▶ **Task instructions**:
Your answer should be the lines below from the one holding "pub const fn is_serve(&self)" through the one holding "if let Some(hook)", copied exactly and with nothing else.

▶ **Source material**:

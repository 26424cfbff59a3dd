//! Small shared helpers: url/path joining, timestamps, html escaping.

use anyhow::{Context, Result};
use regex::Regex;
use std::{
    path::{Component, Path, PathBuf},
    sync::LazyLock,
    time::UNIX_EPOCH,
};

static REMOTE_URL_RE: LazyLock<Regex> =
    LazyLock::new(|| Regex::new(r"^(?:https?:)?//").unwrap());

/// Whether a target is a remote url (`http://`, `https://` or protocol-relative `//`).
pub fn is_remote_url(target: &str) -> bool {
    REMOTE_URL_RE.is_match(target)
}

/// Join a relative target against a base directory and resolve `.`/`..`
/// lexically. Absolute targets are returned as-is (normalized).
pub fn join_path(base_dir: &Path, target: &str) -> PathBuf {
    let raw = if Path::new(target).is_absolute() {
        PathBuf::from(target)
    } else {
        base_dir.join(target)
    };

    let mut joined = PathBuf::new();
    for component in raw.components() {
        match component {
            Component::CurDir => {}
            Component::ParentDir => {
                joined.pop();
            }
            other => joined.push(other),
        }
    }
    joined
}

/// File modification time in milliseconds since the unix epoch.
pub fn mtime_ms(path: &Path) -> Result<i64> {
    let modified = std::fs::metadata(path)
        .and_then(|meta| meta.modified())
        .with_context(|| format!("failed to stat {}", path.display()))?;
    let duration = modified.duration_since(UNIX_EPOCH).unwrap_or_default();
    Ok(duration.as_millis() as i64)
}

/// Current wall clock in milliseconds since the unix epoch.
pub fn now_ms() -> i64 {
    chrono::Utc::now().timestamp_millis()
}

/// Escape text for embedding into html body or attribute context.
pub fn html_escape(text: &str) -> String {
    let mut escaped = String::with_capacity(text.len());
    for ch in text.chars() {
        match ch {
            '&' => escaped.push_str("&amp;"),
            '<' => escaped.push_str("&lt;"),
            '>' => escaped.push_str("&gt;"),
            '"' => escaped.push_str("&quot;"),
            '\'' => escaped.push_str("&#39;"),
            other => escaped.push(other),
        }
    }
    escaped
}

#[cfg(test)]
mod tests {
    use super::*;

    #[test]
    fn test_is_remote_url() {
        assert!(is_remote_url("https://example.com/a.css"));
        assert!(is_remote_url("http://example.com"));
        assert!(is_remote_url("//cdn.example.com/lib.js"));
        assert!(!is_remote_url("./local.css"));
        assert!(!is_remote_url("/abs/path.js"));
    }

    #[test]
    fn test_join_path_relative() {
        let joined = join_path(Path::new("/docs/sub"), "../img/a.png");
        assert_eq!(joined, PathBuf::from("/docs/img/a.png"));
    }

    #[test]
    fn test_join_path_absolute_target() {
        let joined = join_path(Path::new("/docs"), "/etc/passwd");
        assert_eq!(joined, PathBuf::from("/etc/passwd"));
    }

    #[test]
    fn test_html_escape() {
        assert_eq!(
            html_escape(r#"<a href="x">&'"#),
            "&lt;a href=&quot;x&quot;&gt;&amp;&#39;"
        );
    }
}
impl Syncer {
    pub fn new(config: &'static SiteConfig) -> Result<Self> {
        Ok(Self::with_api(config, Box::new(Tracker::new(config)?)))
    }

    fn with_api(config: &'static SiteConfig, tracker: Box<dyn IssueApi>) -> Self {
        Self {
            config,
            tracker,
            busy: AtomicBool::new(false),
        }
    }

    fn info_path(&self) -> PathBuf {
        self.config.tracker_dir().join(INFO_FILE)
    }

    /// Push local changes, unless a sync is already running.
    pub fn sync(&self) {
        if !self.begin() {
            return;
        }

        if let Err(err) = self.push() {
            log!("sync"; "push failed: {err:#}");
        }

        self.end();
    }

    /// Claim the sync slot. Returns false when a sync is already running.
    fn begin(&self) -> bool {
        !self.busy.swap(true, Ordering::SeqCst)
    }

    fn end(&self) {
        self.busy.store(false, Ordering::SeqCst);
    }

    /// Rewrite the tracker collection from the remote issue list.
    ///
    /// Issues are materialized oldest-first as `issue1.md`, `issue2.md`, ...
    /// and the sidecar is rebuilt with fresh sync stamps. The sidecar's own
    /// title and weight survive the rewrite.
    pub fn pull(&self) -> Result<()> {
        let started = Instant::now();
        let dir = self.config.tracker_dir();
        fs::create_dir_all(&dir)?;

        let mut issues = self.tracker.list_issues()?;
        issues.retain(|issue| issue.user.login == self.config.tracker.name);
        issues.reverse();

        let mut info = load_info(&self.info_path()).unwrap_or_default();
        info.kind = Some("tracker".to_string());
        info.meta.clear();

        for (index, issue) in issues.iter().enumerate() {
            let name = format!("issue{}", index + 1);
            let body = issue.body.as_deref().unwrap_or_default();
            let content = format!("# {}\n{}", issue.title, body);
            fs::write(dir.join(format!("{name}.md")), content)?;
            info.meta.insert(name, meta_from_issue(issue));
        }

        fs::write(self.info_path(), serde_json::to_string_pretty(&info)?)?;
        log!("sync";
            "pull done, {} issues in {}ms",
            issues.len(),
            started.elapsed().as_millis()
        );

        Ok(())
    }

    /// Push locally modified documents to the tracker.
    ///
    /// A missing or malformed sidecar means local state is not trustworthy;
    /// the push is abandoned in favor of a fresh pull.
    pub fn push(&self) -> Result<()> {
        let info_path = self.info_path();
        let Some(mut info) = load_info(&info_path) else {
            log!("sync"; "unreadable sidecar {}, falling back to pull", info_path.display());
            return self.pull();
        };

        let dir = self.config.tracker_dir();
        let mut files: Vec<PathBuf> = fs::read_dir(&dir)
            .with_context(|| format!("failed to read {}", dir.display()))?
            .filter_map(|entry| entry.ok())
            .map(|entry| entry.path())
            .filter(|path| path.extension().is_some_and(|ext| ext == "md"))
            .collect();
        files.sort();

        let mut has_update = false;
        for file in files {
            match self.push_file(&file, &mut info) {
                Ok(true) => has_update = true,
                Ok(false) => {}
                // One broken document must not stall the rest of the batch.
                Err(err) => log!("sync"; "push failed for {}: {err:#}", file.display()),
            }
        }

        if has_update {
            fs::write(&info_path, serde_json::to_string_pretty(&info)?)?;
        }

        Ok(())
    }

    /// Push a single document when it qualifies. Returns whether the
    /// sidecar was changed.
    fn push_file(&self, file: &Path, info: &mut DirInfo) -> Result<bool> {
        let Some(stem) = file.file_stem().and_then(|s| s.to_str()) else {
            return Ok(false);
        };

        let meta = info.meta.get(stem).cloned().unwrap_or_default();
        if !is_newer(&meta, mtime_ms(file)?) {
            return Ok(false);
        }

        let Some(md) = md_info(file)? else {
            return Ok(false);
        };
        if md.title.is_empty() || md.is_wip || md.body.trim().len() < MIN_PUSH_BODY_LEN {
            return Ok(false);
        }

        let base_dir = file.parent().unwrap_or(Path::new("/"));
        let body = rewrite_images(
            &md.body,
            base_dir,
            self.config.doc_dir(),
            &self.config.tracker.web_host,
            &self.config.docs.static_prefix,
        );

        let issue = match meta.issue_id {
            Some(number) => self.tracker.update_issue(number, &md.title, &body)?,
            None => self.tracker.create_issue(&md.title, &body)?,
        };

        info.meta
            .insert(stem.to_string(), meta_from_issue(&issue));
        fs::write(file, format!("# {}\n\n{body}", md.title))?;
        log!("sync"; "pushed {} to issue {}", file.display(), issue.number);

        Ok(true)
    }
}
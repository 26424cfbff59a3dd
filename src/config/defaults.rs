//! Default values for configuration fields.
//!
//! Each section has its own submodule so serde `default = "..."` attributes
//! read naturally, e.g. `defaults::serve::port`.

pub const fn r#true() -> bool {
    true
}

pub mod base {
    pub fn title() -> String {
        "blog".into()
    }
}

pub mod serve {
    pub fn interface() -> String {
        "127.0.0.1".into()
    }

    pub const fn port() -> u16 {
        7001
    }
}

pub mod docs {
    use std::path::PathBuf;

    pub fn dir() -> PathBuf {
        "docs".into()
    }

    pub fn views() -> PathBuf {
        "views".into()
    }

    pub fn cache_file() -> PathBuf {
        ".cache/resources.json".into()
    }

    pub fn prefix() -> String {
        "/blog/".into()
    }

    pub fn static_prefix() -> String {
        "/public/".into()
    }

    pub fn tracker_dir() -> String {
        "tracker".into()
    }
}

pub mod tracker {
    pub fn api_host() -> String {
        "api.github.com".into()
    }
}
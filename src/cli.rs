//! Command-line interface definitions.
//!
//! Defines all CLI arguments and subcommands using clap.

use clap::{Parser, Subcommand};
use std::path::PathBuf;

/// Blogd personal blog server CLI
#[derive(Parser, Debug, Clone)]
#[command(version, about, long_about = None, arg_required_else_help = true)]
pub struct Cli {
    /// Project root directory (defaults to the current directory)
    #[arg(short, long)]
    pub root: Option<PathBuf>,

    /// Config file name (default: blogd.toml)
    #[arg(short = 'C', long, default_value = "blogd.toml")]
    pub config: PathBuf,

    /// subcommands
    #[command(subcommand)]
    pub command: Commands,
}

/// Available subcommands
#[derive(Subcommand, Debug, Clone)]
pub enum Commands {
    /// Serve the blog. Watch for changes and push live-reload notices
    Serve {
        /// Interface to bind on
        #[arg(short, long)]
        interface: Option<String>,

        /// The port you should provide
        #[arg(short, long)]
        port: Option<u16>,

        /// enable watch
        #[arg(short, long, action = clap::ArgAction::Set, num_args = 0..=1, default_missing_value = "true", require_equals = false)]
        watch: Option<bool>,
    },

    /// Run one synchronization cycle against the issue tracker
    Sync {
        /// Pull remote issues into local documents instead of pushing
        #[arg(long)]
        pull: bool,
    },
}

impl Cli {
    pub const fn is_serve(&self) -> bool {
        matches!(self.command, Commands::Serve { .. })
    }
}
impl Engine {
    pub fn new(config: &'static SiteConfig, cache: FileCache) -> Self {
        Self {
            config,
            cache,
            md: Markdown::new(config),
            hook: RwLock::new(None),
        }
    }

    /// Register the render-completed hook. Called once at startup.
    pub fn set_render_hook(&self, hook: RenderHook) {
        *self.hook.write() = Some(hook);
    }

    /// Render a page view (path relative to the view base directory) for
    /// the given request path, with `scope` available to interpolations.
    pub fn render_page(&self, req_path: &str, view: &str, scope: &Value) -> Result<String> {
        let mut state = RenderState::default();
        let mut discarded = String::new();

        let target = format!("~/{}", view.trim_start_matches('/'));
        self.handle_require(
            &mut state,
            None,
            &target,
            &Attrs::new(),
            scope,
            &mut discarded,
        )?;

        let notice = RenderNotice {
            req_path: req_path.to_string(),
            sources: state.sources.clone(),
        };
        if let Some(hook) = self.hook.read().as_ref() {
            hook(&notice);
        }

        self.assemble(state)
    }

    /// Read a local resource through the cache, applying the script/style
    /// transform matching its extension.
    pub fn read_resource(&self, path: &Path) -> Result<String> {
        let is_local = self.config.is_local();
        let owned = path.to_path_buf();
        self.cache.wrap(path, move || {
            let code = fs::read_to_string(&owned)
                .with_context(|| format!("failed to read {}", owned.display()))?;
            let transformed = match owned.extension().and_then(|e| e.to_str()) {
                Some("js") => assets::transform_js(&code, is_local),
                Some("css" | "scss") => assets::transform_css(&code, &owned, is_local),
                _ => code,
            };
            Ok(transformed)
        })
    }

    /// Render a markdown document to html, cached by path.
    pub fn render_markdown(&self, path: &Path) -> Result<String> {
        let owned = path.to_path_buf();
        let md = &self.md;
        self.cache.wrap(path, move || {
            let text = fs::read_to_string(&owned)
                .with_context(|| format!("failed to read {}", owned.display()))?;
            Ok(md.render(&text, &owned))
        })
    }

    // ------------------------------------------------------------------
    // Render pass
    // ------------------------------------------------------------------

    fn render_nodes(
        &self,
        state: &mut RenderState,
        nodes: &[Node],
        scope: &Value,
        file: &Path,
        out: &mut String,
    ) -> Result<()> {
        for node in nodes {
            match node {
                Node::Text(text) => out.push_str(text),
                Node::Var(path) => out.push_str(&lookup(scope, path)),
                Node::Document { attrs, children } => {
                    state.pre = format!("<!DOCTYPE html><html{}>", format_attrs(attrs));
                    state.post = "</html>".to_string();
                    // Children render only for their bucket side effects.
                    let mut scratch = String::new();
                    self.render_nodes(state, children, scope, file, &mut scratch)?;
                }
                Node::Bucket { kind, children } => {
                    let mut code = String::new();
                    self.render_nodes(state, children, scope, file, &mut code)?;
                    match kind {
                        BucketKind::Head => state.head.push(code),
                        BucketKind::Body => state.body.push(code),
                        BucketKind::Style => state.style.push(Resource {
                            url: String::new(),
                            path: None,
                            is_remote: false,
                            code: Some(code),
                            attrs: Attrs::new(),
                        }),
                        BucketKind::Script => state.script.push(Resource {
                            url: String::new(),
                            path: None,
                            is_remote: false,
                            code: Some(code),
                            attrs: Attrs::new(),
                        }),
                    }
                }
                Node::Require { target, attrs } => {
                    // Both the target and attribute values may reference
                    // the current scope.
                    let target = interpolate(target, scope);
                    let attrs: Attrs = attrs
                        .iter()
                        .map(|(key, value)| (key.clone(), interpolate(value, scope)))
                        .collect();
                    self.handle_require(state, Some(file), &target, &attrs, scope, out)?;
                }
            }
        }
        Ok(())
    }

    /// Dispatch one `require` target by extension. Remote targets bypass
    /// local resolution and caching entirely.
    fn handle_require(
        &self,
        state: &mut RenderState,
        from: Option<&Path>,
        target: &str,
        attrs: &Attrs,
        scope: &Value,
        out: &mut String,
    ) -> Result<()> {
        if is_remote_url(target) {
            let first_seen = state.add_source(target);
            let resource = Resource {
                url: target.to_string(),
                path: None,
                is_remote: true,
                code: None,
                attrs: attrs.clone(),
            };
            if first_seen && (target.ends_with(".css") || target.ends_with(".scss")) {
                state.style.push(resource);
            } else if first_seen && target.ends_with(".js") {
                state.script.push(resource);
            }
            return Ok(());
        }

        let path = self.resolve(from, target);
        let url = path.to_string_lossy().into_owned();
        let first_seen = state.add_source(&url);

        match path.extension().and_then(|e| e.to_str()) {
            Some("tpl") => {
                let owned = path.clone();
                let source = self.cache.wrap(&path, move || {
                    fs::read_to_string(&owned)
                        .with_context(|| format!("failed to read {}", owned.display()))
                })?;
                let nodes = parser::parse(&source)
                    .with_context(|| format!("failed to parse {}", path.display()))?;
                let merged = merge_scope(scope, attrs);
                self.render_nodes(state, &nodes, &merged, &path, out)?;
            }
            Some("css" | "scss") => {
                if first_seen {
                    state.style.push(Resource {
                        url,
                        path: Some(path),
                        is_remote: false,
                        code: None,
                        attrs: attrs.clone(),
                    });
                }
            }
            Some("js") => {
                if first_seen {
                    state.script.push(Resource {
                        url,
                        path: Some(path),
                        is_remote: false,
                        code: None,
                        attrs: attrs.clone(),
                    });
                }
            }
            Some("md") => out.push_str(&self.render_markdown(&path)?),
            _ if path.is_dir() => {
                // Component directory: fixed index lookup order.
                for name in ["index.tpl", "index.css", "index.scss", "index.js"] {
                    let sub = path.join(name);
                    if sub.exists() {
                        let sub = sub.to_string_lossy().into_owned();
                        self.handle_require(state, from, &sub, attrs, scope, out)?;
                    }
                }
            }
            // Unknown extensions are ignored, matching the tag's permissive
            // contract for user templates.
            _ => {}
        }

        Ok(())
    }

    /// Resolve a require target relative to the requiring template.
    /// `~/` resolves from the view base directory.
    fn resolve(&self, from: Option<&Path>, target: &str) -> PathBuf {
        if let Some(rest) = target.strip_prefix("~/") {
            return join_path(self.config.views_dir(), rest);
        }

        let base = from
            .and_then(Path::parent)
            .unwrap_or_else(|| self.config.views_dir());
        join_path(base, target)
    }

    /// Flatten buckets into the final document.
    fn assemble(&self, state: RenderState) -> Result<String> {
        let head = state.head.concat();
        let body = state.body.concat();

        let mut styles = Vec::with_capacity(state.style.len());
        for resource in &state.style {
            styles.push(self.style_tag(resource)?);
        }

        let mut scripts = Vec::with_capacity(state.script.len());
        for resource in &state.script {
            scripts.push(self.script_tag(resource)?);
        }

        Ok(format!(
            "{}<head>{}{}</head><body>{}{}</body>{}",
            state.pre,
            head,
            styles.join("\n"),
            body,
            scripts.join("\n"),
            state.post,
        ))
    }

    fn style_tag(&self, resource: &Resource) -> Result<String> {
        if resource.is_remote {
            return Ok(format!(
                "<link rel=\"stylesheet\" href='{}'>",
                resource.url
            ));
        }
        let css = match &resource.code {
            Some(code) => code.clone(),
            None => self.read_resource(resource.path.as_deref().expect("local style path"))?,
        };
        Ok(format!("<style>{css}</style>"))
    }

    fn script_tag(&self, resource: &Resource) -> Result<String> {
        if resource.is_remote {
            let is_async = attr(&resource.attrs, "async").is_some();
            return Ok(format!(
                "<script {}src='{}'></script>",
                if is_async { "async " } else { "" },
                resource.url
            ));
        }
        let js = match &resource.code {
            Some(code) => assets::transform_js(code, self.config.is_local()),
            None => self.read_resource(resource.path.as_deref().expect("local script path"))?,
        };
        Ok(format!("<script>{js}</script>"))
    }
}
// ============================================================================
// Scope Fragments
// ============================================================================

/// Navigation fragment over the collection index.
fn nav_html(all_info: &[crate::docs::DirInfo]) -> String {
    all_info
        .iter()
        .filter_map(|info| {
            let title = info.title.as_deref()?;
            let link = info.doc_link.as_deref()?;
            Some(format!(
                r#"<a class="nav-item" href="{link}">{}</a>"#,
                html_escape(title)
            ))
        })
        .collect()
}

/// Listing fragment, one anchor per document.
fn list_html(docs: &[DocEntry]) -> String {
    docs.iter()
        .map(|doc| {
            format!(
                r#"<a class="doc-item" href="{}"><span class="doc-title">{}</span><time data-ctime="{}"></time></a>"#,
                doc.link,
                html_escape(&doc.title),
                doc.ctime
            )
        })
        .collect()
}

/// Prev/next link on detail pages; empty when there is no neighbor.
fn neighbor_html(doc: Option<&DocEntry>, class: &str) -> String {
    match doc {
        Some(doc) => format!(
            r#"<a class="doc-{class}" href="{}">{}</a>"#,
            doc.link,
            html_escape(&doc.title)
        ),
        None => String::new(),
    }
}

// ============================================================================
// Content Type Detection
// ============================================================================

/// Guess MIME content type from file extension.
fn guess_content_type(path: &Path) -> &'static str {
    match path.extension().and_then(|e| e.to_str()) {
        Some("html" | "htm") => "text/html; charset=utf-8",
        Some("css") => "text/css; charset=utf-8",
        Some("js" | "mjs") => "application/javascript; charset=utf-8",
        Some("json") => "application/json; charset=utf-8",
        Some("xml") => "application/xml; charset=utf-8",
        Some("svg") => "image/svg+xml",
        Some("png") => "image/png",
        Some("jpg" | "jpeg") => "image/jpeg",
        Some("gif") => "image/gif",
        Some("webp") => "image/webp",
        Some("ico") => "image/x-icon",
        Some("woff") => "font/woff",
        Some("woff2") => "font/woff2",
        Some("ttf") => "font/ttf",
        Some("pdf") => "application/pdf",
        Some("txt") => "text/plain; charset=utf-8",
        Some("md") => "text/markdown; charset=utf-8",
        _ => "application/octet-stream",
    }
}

▶ **Completed task**:
    pub const fn is_serve(&self) -> bool {
        matches!(self.command, Commands::Serve { .. })
    }
}
impl Engine {
    pub fn new(config: &'static SiteConfig, cache: FileCache) -> Self {
        Self {
            config,
            cache,
            md: Markdown::new(config),
            hook: RwLock::new(None),
        }
    }

    /// Register the render-completed hook. Called once at startup.
    pub fn set_render_hook(&self, hook: RenderHook) {
        *self.hook.write() = Some(hook);
    }

    /// Render a page view (path relative to the view base directory) for
    /// the given request path, with `scope` available to interpolations.
    pub fn render_page(&self, req_path: &str, view: &str, scope: &Value) -> Result<String> {
        let mut state = RenderState::default();
        let mut discarded = String::new();

        let target = format!("~/{}", view.trim_start_matches('/'));
        self.handle_require(
            &mut state,
            None,
            &target,
            &Attrs::new(),
            scope,
            &mut discarded,
        )?;

        let notice = RenderNotice {
            req_path: req_path.to_string(),
            sources: state.sources.clone(),
        };
        if let Some(hook) = self.hook.read().as_ref() {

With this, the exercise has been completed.